En medio de esta vorágine urbana nos encontramos con la península de Coromandel, la tierra prometida. Bosques, playas y pequeños pueblos escondidos asoman ante nuestros ojos. Un espectáculo que continúa hacia el norte y que nos descubre la magia de ejemplares milenarios de árboles de kauri, gigantescos monumentos de la naturaleza, imposibles de encontrar en otro lugar. Todo ello será posible siempre que no abandonemos la ruta marcada por la línea de ferrocarril, el Driving Creek Train.

En la ruta de Coromandel, Thames, Whitianga y Whangamata, está quizá lo mejor de la Isla del Norte de Nueva Zelanda: un cordón de pueblecitos de estilo particular, cincuenta por ciento ingleses, cincuenta por ciento con reminiscencias de ciudades norteamericanas al borde del camino. Amanecen temprano en las cafeterías y en los talleres que reproducen la artesanía y los símbolos de los maoríes.

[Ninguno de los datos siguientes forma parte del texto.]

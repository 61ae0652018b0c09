//! In-memory release host for workflow tests

use std::collections::HashMap;
use std::path::Path;
use std::sync::Mutex;

use stagehand_remote::{Release, ReleaseAsset, ReleaseHost, RemoteError, RepoRef};

type RemoteResult<T> = stagehand_remote::Result<T>;

#[derive(Default)]
struct State {
    releases: HashMap<String, Vec<Release>>,
    tags: HashMap<String, Vec<String>>,
    contents: HashMap<u64, Vec<u8>>,
    next_id: u64,
    mutations: Vec<String>,
}

/// Release host keeping everything in memory
#[derive(Default)]
pub struct MemoryHost {
    state: Mutex<State>,
    /// Asset names whose deletion fails
    pub fail_deletes: Vec<String>,
}

impl MemoryHost {
    pub fn new() -> Self {
        Self::default()
    }

    /// Seed a release with managed assets
    pub fn seed(&self, repo: &RepoRef, tag: &str, assets: &[&str]) {
        let mut state = self.state.lock().unwrap();
        state.next_id += 1;
        let id = state.next_id;
        let mut release = Release {
            id,
            tag_name: tag.to_string(),
            name: Some(tag.to_string()),
            assets: Vec::new(),
        };
        for name in assets {
            state.next_id += 1;
            let asset_id = state.next_id;
            state.contents.insert(asset_id, name.as_bytes().to_vec());
            release.assets.push(ReleaseAsset {
                id: asset_id,
                name: name.to_string(),
                size: name.len() as u64,
            });
        }
        state
            .releases
            .entry(repo.full_name())
            .or_default()
            .push(release);
        state
            .tags
            .entry(repo.full_name())
            .or_default()
            .push(tag.to_string());
    }

    /// Tags of releases currently present
    pub fn release_tags(&self, repo: &RepoRef) -> Vec<String> {
        let state = self.state.lock().unwrap();
        let mut tags: Vec<_> = state
            .releases
            .get(&repo.full_name())
            .map(|rs| rs.iter().map(|r| r.tag_name.clone()).collect())
            .unwrap_or_default();
        tags.sort();
        tags
    }

    /// Git tags currently present
    pub fn git_tags(&self, repo: &RepoRef) -> Vec<String> {
        let state = self.state.lock().unwrap();
        let mut tags = state.tags.get(&repo.full_name()).cloned().unwrap_or_default();
        tags.sort();
        tags
    }

    /// Asset names on a release
    pub fn asset_names(&self, repo: &RepoRef, tag: &str) -> Vec<String> {
        let state = self.state.lock().unwrap();
        let mut names: Vec<_> = state
            .releases
            .get(&repo.full_name())
            .and_then(|rs| rs.iter().find(|r| r.tag_name == tag))
            .map(|r| r.assets.iter().map(|a| a.name.clone()).collect())
            .unwrap_or_default();
        names.sort();
        names
    }

    /// Content stored for an asset
    pub fn content(&self, repo: &RepoRef, tag: &str, name: &str) -> Option<Vec<u8>> {
        let state = self.state.lock().unwrap();
        let id = state
            .releases
            .get(&repo.full_name())?
            .iter()
            .find(|r| r.tag_name == tag)?
            .asset(name)?
            .id;
        state.contents.get(&id).cloned()
    }

    /// Every mutation performed, in order
    pub fn mutations(&self) -> Vec<String> {
        self.state.lock().unwrap().mutations.clone()
    }

    fn with_release<T>(
        &self,
        repo: &RepoRef,
        id: u64,
        f: impl FnOnce(&mut State, usize) -> T,
    ) -> RemoteResult<T> {
        let mut state = self.state.lock().unwrap();
        let pos = state
            .releases
            .get(&repo.full_name())
            .and_then(|rs| rs.iter().position(|r| r.id == id))
            .ok_or_else(|| RemoteError::ReleaseNotFound(id.to_string()))?;
        Ok(f(&mut state, pos))
    }
}

#[async_trait::async_trait]
impl ReleaseHost for MemoryHost {
    fn name(&self) -> &str {
        "memory"
    }

    async fn list_releases(&self, repo: &RepoRef) -> RemoteResult<Vec<Release>> {
        let state = self.state.lock().unwrap();
        Ok(state.releases.get(&repo.full_name()).cloned().unwrap_or_default())
    }

    async fn create_release(
        &self,
        repo: &RepoRef,
        tag: &str,
        title: &str,
        _notes: &str,
    ) -> RemoteResult<Release> {
        let mut state = self.state.lock().unwrap();
        state.next_id += 1;
        let release = Release {
            id: state.next_id,
            tag_name: tag.to_string(),
            name: Some(title.to_string()),
            assets: Vec::new(),
        };
        state
            .releases
            .entry(repo.full_name())
            .or_default()
            .push(release.clone());
        let tags = state.tags.entry(repo.full_name()).or_default();
        if !tags.iter().any(|t| t == tag) {
            tags.push(tag.to_string());
        }
        state.mutations.push(format!("create {}", tag));
        Ok(release)
    }

    async fn list_assets(
        &self,
        repo: &RepoRef,
        release: &Release,
    ) -> RemoteResult<Vec<ReleaseAsset>> {
        self.with_release(repo, release.id, |state, pos| {
            state.releases[&repo.full_name()][pos].assets.clone()
        })
    }

    async fn upload_asset(
        &self,
        repo: &RepoRef,
        release: &Release,
        path: &Path,
        name: &str,
    ) -> RemoteResult<ReleaseAsset> {
        let bytes = std::fs::read(path)?;
        self.with_release(repo, release.id, |state, pos| {
            state.next_id += 1;
            let asset = ReleaseAsset {
                id: state.next_id,
                name: name.to_string(),
                size: bytes.len() as u64,
            };
            state.contents.insert(asset.id, bytes);
            let release = &mut state.releases.get_mut(&repo.full_name()).unwrap()[pos];
            release.assets.retain(|a| a.name != name);
            release.assets.push(asset.clone());
            state.mutations.push(format!("upload {}", name));
            asset
        })
    }

    async fn download_asset(
        &self,
        _repo: &RepoRef,
        asset: &ReleaseAsset,
        dest: &Path,
    ) -> RemoteResult<()> {
        let bytes = {
            let state = self.state.lock().unwrap();
            state
                .contents
                .get(&asset.id)
                .cloned()
                .ok_or_else(|| RemoteError::AssetNotFound(asset.name.clone()))?
        };
        std::fs::write(dest, bytes)?;
        Ok(())
    }

    async fn delete_release(&self, repo: &RepoRef, release: &Release) -> RemoteResult<()> {
        self.with_release(repo, release.id, |state, pos| {
            state.releases.get_mut(&repo.full_name()).unwrap().remove(pos);
            state.mutations.push(format!("delete release {}", release.tag_name));
        })
    }

    async fn delete_asset(
        &self,
        repo: &RepoRef,
        release: &Release,
        asset: &ReleaseAsset,
    ) -> RemoteResult<()> {
        if self.fail_deletes.contains(&asset.name) {
            return Err(RemoteError::ApiError {
                status: 500,
                message: format!("cannot delete {}", asset.name),
            });
        }
        self.with_release(repo, release.id, |state, pos| {
            state.releases.get_mut(&repo.full_name()).unwrap()[pos]
                .assets
                .retain(|a| a.id != asset.id);
            state.mutations.push(format!("delete asset {}", asset.name));
        })
    }

    async fn delete_tag(&self, repo: &RepoRef, tag: &str) -> RemoteResult<()> {
        let mut state = self.state.lock().unwrap();
        if let Some(tags) = state.tags.get_mut(&repo.full_name()) {
            tags.retain(|t| t != tag);
        }
        state.mutations.push(format!("delete tag {}", tag));
        Ok(())
    }
}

Para muchos, este es el mejor país del mundo. Desde el extremo norte de la Isla del Norte hasta el punto más austral de la Isla del Sur concentran una variedad de paisajes destacables con innumerables Parques Nacionales y reservas. El verde no falta en ningún rincón de este país. Los volcanes y lagos abundan e incluso se confunden, como es el caso del lago Taupo, que yace hoy tranquilo en un enorme cráter, mientras las arenosas playas alternan con costas acantiladas. Así es como Nueva Zelanda se muestra al mundo.

La isla del Sur

Según afirman los propios neocelandeses esta isla es la más bonita del país. Entre los meses de octubre y diciembre las lluvias se incrementan favoreciendo el crecimiento de los helechos, haciéndola parecer más salvaje de lo que es en realidad. En el sur se encuentra Christchurch, capital de la Isla, a la que se puede acceder por una ruta única que durante más de 100 Km bordea el mar y que permite ver lobos marinos, pingüinos y si se observa con más detenimiento, ballenas.

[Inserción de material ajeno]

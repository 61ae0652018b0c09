//! The app catalog (`apps.json`): types, persistence and reconciliation

pub mod links;
pub mod normalize;
mod layout;
mod reconcile;
mod store;
mod types;

pub use links::{download_links, DownloadLink};
pub use normalize::{normalize_app, normalize_catalog, AssetRename, NormalizeReport};
pub use reconcile::{is_newest_first, recency_key};
pub use store::*;
pub use types::*;
//! Catalog file loading and saving

use std::io::Write;
use std::path::Path;

use serde_json::Value;
use tracing::{debug, info};

use crate::error::{ConfigError, Result};

use super::layout::align_to;
use super::types::AppsConfig;

/// Load the catalog from a JSON file
pub fn load_catalog(path: &Path) -> Result<AppsConfig> {
    info!(path = %path.display(), "loading catalog");

    if !path.exists() {
        return Err(ConfigError::NotFound(path.to_path_buf()).into());
    }

    let content = std::fs::read_to_string(path).map_err(ConfigError::Io)?;
    let config: AppsConfig =
        serde_json::from_str(&content).map_err(|e| ConfigError::ParseError {
            path: path.to_path_buf(),
            message: e.to_string(),
        })?;

    debug!(apps = config.apps.len(), "catalog loaded");
    Ok(config)
}

/// Render the catalog the way it is stored: 2-space JSON, trailing newline
pub fn render_catalog(config: &AppsConfig) -> Result<String> {
    render_catalog_over(config, None)
}

/// Render the catalog with the key order of the document it replaces
pub fn render_catalog_over(config: &AppsConfig, previous: Option<&Value>) -> Result<String> {
    let invalid = |e: serde_json::Error| ConfigError::InvalidValue {
        field: "apps".to_string(),
        message: e.to_string(),
    };

    let mut value = serde_json::to_value(config).map_err(invalid)?;
    if let Some(previous) = previous {
        align_to(&mut value, previous);
    }

    let mut content = serde_json::to_string_pretty(&value).map_err(invalid)?;
    if !content.ends_with('\n') {
        content.push('\n');
    }
    Ok(content)
}

/// Write the catalog, replacing the file only once the new content is on disk
pub fn save_catalog(path: &Path, config: &AppsConfig) -> Result<()> {
    let previous = read_previous(path);
    let content = render_catalog_over(config, previous.as_ref())?;
    let write_failed = |source: std::io::Error| ConfigError::WriteFailed {
        path: path.to_path_buf(),
        source,
    };

    let dir = match path.parent() {
        Some(parent) if !parent.as_os_str().is_empty() => parent,
        _ => Path::new("."),
    };
    let mut tmp = tempfile::NamedTempFile::new_in(dir).map_err(write_failed)?;
    tmp.write_all(content.as_bytes()).map_err(write_failed)?;
    tmp.persist(path).map_err(|e| write_failed(e.error))?;

    info!(path = %path.display(), bytes = content.len(), "catalog written");
    Ok(())
}

/// The document currently at `path`, if there is a readable one
fn read_previous(path: &Path) -> Option<Value> {
    let content = std::fs::read_to_string(path).ok()?;
    match serde_json::from_str(&content) {
        Ok(value) => Some(value),
        Err(e) => {
            debug!(path = %path.display(), error = %e, "previous catalog unreadable, using default layout");
            None
        }
    }
}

Christchurch, ciudad con un antiguo estilo inglés, es la que más sorprende. Después de visitar el centro Antártico ubicado en este lugar por haber sido puerto de importantes expediciones, es recomendable cruzar a la costa este de la isla. Por delante tan sólo a dos pasos de montaña: Porter´s Pass y Arthur Pass. Atravesarlos merece la pena aunque sea únicamente por la belleza de los paisajes de montaña repletos de bosques, ríos y cascadas.

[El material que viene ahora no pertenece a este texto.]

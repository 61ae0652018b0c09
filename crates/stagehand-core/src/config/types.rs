//! Tool configuration types

use serde::{Deserialize, Serialize};
use std::path::PathBuf;

use stagehand_remote::{GitHubConfig, MailConfig};

use crate::types::TagStyle;

/// Settings for the release manager itself (`stagehand.toml`)
#[derive(Debug, Clone, Default, Serialize, Deserialize)]
#[serde(default)]
pub struct Config {
    /// Catalog location, relative to the working directory
    pub catalog: Option<PathBuf>,

    /// Publish defaults
    pub publish: PublishConfig,

    /// GitHub connection
    pub github: GitHubConfig,

    /// Intake notification delivery
    pub mail: MailSettings,
}

/// Defaults applied to `publish` and `cleanup`
#[derive(Debug, Clone, Serialize, Deserialize)]
#[serde(default)]
pub struct PublishConfig {
    /// Tag style when the repository has no version tags yet
    pub tag_style: TagStyle,

    /// Run cleanup after publishing
    pub cleanup: bool,

    /// Delete git tags together with releases
    pub cleanup_tag: bool,

    /// Remove stray assets from surviving releases
    pub cleanup_assets: bool,

    /// Normalize the whole catalog before writing it
    pub normalize_assets: bool,
}

impl Default for PublishConfig {
    fn default() -> Self {
        Self {
            tag_style: TagStyle::Dot,
            cleanup: true,
            cleanup_tag: true,
            cleanup_assets: true,
            normalize_assets: true,
        }
    }
}

/// Mail delivery settings
#[derive(Debug, Clone, Serialize, Deserialize)]
#[serde(default)]
pub struct MailSettings {
    /// Mail API endpoint
    pub api_url: String,

    /// Deadline for one notification, in seconds
    pub timeout_secs: u64,
}

impl Default for MailSettings {
    fn default() -> Self {
        let mail = MailConfig::default();
        Self {
            api_url: mail.api_url,
            timeout_secs: 10,
        }
    }
}

impl MailSettings {
    /// Adapter configuration; the key comes from the environment
    pub fn to_mail_config(&self) -> MailConfig {
        MailConfig {
            api_url: self.api_url.clone(),
            api_key: None,
        }
    }

    /// Notification deadline
    pub fn timeout(&self) -> std::time::Duration {
        std::time::Duration::from_secs(self.timeout_secs)
    }
}
//! Configuration validation

use tracing::debug;

use crate::error::{ConfigError, Result};

use super::types::Config;

/// Validate configuration
pub fn validate_config(config: &Config) -> Result<()> {
    debug!("validating configuration");
    validate_github(config)?;
    validate_mail(config)?;
    debug!("configuration validation passed");
    Ok(())
}

fn validate_github(config: &Config) -> Result<()> {
    for (field, url) in [
        ("github.api_url", &config.github.api_url),
        ("github.uploads_url", &config.github.uploads_url),
    ] {
        if !is_http_url(url) {
            return Err(ConfigError::InvalidValue {
                field: field.to_string(),
                message: "must be an http(s) URL".to_string(),
            }
            .into());
        }
    }
    Ok(())
}

fn validate_mail(config: &Config) -> Result<()> {
    if !is_http_url(&config.mail.api_url) {
        return Err(ConfigError::InvalidValue {
            field: "mail.api_url".to_string(),
            message: "must be an http(s) URL".to_string(),
        }
        .into());
    }

    if config.mail.timeout_secs == 0 {
        return Err(ConfigError::InvalidValue {
            field: "mail.timeout_secs".to_string(),
            message: "must be greater than zero".to_string(),
        }
        .into());
    }

    Ok(())
}

fn is_http_url(url: &str) -> bool {
    url.starts_with("https://") || url.starts_with("http://")
}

En la ciudad de Paihia, es imprescindible llegar hasta el faro de Cape Reinga y viajar por la 90 Mile Beach hasta las dunas gigantes donde se practica sandboard. Rumbo a Auckland, se puede salir a pescar en el Mar de Tasmania, en Opononi y visitar el fabuloso kauri "Tane Mahuta", en Waipoua Forest de Matakohe. Una vez en Auckland, es impresionante caminar sobre el piso transparente de la Sky Tower a más de 300 metros del suelo y mirar hacia abajo. Finalmente, en Coromandel, se puede visitar un taller de artesanía maorí en Whitianga.